## What is required
Which lines below hold the word "Static"? Report each one.

(Records from a data collection)
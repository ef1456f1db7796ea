//! Static-peer TCP rendezvous.
//!
//! [`TcpSwarm`] is a minimal rendezvous for nodes that can reach each other
//! directly. Joining a topic with `lookup` connects to every configured peer
//! address and writes the 32-byte topic as a preface; the accepting side
//! reads the preface and only delivers the stream if it has that topic
//! joined with `announce`. Unreachable peers are retried at a fixed interval
//! (plus jitter). A peer that was reached is dialed again once the stream it
//! produced is dropped, so a rejected candidate does not end the lookup. All
//! of this stops when the topic is left.

use crate::swarm::{JoinOptions, Swarm, SwarmError, SwarmEvent};
use crate::topic::{TOPIC_SIZE, Topic};
use async_trait::async_trait;
use rand::Rng;
use std::collections::HashMap;
use std::io;
use std::net::{IpAddr, Ipv4Addr, SocketAddr};
use std::pin::Pin;
use std::sync::{Arc, Mutex, MutexGuard, PoisonError};
use std::task::{Context, Poll};
use std::time::Duration;
use tokio::io::{AsyncRead, AsyncReadExt, AsyncWrite, AsyncWriteExt, ReadBuf};
use tokio::net::{TcpListener, TcpStream};
use tokio::sync::{mpsc, oneshot};
use tokio::task::JoinHandle;
use tracing::{debug, trace, warn};

type EventSender = mpsc::UnboundedSender<SwarmEvent<TcpSwarmStream>>;
type JoinedTopics = Arc<Mutex<HashMap<Topic, JoinOptions>>>;

/// TCP swarm configuration
#[derive(Debug, Clone)]
pub struct TcpSwarmConfig {
    /// Address to bind the listener on
    pub bind_addr: IpAddr,
    /// Peers to connect to when looking up a topic
    pub peers: Vec<SocketAddr>,
    /// Delay between connect attempts to an unreachable peer
    pub retry_interval: Duration,
    /// Time an inbound connection has to send its topic preface
    pub preface_timeout: Duration,
}

impl Default for TcpSwarmConfig {
    fn default() -> Self {
        Self {
            bind_addr: IpAddr::V4(Ipv4Addr::UNSPECIFIED),
            peers: Vec::new(),
            retry_interval: Duration::from_secs(2),
            preface_timeout: Duration::from_secs(5),
        }
    }
}

/// Raw stream handed out by [`TcpSwarm`].
///
/// Outbound streams tell the lookup task that produced them when they are
/// dropped, which re-arms the lookup for that peer.
#[derive(Debug)]
pub struct TcpSwarmStream {
    inner: TcpStream,
    _released: Option<oneshot::Sender<()>>,
}

impl TcpSwarmStream {
    fn inbound(inner: TcpStream) -> Self {
        Self {
            inner,
            _released: None,
        }
    }

    fn outbound(inner: TcpStream, released: oneshot::Sender<()>) -> Self {
        Self {
            inner,
            _released: Some(released),
        }
    }
}

impl AsyncRead for TcpSwarmStream {
    fn poll_read(
        mut self: Pin<&mut Self>,
        cx: &mut Context<'_>,
        buf: &mut ReadBuf<'_>,
    ) -> Poll<io::Result<()>> {
        Pin::new(&mut self.inner).poll_read(cx, buf)
    }
}

impl AsyncWrite for TcpSwarmStream {
    fn poll_write(
        mut self: Pin<&mut Self>,
        cx: &mut Context<'_>,
        buf: &[u8],
    ) -> Poll<io::Result<usize>> {
        Pin::new(&mut self.inner).poll_write(cx, buf)
    }

    fn poll_flush(mut self: Pin<&mut Self>, cx: &mut Context<'_>) -> Poll<io::Result<()>> {
        Pin::new(&mut self.inner).poll_flush(cx)
    }

    fn poll_shutdown(mut self: Pin<&mut Self>, cx: &mut Context<'_>) -> Poll<io::Result<()>> {
        Pin::new(&mut self.inner).poll_shutdown(cx)
    }
}

fn lock(
    joined: &Mutex<HashMap<Topic, JoinOptions>>,
) -> MutexGuard<'_, HashMap<Topic, JoinOptions>> {
    joined.lock().unwrap_or_else(PoisonError::into_inner)
}

/// Static-peer TCP swarm
pub struct TcpSwarm {
    config: TcpSwarmConfig,
    joined: JoinedTopics,
    lookups: HashMap<Topic, Vec<JoinHandle<()>>>,
    listener: Option<JoinHandle<()>>,
    local_port: Option<u16>,
    events_tx: EventSender,
    events_rx: mpsc::UnboundedReceiver<SwarmEvent<TcpSwarmStream>>,
    closed: bool,
}

impl TcpSwarm {
    /// Create a swarm. Nothing is bound until [`Swarm::listen`] is called.
    #[must_use]
    pub fn new(config: TcpSwarmConfig) -> Self {
        let (events_tx, events_rx) = mpsc::unbounded_channel();
        Self {
            config,
            joined: Arc::new(Mutex::new(HashMap::new())),
            lookups: HashMap::new(),
            listener: None,
            local_port: None,
            events_tx,
            events_rx,
            closed: false,
        }
    }

    /// Port currently listened on, if any
    #[must_use]
    pub fn local_port(&self) -> Option<u16> {
        self.local_port
    }

    fn spawn_lookups(&mut self, topic: Topic) {
        let handles = self
            .config
            .peers
            .iter()
            .map(|addr| {
                tokio::spawn(lookup_peer(
                    *addr,
                    topic,
                    self.config.retry_interval,
                    self.events_tx.clone(),
                ))
            })
            .collect();
        self.lookups.insert(topic, handles);
    }

    fn abort_lookups(&mut self, topic: &Topic) {
        if let Some(handles) = self.lookups.remove(topic) {
            for handle in handles {
                handle.abort();
            }
        }
    }
}

async fn accept_loop(
    listener: TcpListener,
    joined: JoinedTopics,
    events: EventSender,
    preface_timeout: Duration,
) {
    loop {
        match listener.accept().await {
            Ok((stream, addr)) => {
                tokio::spawn(handle_inbound(
                    stream,
                    addr,
                    Arc::clone(&joined),
                    events.clone(),
                    preface_timeout,
                ));
            }
            Err(e) => {
                warn!("TCP swarm listener failed: {e}");
                let _ = events.send(SwarmEvent::Error(SwarmError::Listener(e.to_string())));
                return;
            }
        }
    }
}

async fn handle_inbound(
    mut stream: TcpStream,
    addr: SocketAddr,
    joined: JoinedTopics,
    events: EventSender,
    preface_timeout: Duration,
) {
    let mut preface = [0u8; TOPIC_SIZE];
    match tokio::time::timeout(preface_timeout, stream.read_exact(&mut preface)).await {
        Ok(Ok(_)) => {}
        Ok(Err(e)) => {
            trace!(%addr, "Inbound connection closed before preface: {e}");
            return;
        }
        Err(_) => {
            trace!(%addr, "Inbound connection sent no preface in time");
            return;
        }
    }

    let topic = Topic::from_bytes(preface);
    let announced = lock(&joined).get(&topic).is_some_and(|options| options.announce);
    if !announced {
        trace!(%addr, topic = %topic.short(), "Dropping inbound connection for unannounced topic");
        return;
    }

    let _ = stream.set_nodelay(true);
    debug!(%addr, topic = %topic.short(), "Inbound swarm connection");
    let _ = events.send(SwarmEvent::Connection(TcpSwarmStream::inbound(stream)));
}

async fn lookup_peer(
    addr: SocketAddr,
    topic: Topic,
    retry_interval: Duration,
    events: EventSender,
) {
    loop {
        match TcpStream::connect(addr).await {
            Ok(mut stream) => match stream.write_all(topic.as_bytes()).await {
                Ok(()) => {
                    let _ = stream.set_nodelay(true);
                    debug!(%addr, topic = %topic.short(), "Outbound swarm connection");

                    let (released_tx, released_rx) = oneshot::channel();
                    let delivered = TcpSwarmStream::outbound(stream, released_tx);
                    if events.send(SwarmEvent::Connection(delivered)).is_err() {
                        return;
                    }
                    // Resolves with an error once the stream is dropped.
                    let _ = released_rx.await;
                    trace!(%addr, topic = %topic.short(), "Swarm stream released, redialing");
                }
                Err(e) => trace!(%addr, "Failed to send topic preface: {e}"),
            },
            Err(e) => trace!(%addr, "Connect failed: {e}"),
        }

        tokio::time::sleep(with_jitter(retry_interval)).await;
    }
}

fn with_jitter(interval: Duration) -> Duration {
    let max_jitter = u64::try_from(interval.as_millis() / 4).unwrap_or(u64::MAX);
    interval + Duration::from_millis(rand::thread_rng().gen_range(0..=max_jitter))
}

#[async_trait]
impl Swarm for TcpSwarm {
    type Stream = TcpSwarmStream;

    async fn listen(&mut self, port: u16) -> Result<u16, SwarmError> {
        if self.closed {
            return Err(SwarmError::Closed);
        }

        let listener = TcpListener::bind((self.config.bind_addr, port))
            .await
            .map_err(|source| SwarmError::Bind { port, source })?;
        let bound = listener.local_addr()?.port();

        if let Some(previous) = self.listener.take() {
            previous.abort();
        }
        self.listener = Some(tokio::spawn(accept_loop(
            listener,
            Arc::clone(&self.joined),
            self.events_tx.clone(),
            self.config.preface_timeout,
        )));
        self.local_port = Some(bound);

        debug!(port = bound, "TCP swarm listening");
        Ok(bound)
    }

    async fn join(&mut self, topic: Topic, options: JoinOptions) -> Result<(), SwarmError> {
        if self.closed {
            return Err(SwarmError::Closed);
        }

        lock(&self.joined).insert(topic, options);

        let looking_up = self.lookups.contains_key(&topic);
        if options.lookup && !looking_up {
            self.spawn_lookups(topic);
        } else if !options.lookup && looking_up {
            self.abort_lookups(&topic);
        }

        debug!(topic = %topic.short(), announce = options.announce, "Joined TCP topic");
        Ok(())
    }

    async fn leave(&mut self, topic: &Topic) -> Result<(), SwarmError> {
        lock(&self.joined).remove(topic);
        self.abort_lookups(topic);
        debug!(topic = %topic.short(), "Left TCP topic");
        Ok(())
    }

    async fn next_event(&mut self) -> Option<SwarmEvent<TcpSwarmStream>> {
        if self.closed {
            return None;
        }
        self.events_rx.recv().await
    }

    async fn close(&mut self) {
        lock(&self.joined).clear();
        let topics: Vec<Topic> = self.lookups.keys().copied().collect();
        for topic in &topics {
            self.abort_lookups(topic);
        }
        if let Some(listener) = self.listener.take() {
            listener.abort();
        }
        self.local_port = None;
        self.closed = true;
        self.events_rx.close();
    }
}

impl Drop for TcpSwarm {
    fn drop(&mut self) {
        for handles in self.lookups.values() {
            for handle in handles {
                handle.abort();
            }
        }
        if let Some(listener) = &self.listener {
            listener.abort();
        }
    }
}
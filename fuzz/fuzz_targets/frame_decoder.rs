//! Fuzz target for the length-prefixed frame decoder
//!
//! Arbitrary byte streams fed in arbitrary chunk sizes must not panic and
//! must never yield a frame above the configured limit.

#![no_main]

use arbitrary::Arbitrary;
use kindred_core::FrameDecoder;
use libfuzzer_sys::fuzz_target;

#[derive(Debug, Arbitrary)]
struct Input {
    max_frame_len: u16,
    chunk_len: u8,
    bytes: Vec<u8>,
}

fuzz_target!(|input: Input| {
    let max = usize::from(input.max_frame_len);
    let mut decoder = FrameDecoder::new(max);
    let step = usize::from(input.chunk_len).max(1);

    for chunk in input.bytes.chunks(step) {
        match decoder.decode(chunk) {
            Ok(frames) => {
                for frame in frames {
                    assert!(frame.len() <= max);
                }
            }
            Err(_) => return,
        }
    }
});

## Written solution
//! Static-peer TCP rendezvous.
/// Static-peer TCP swarm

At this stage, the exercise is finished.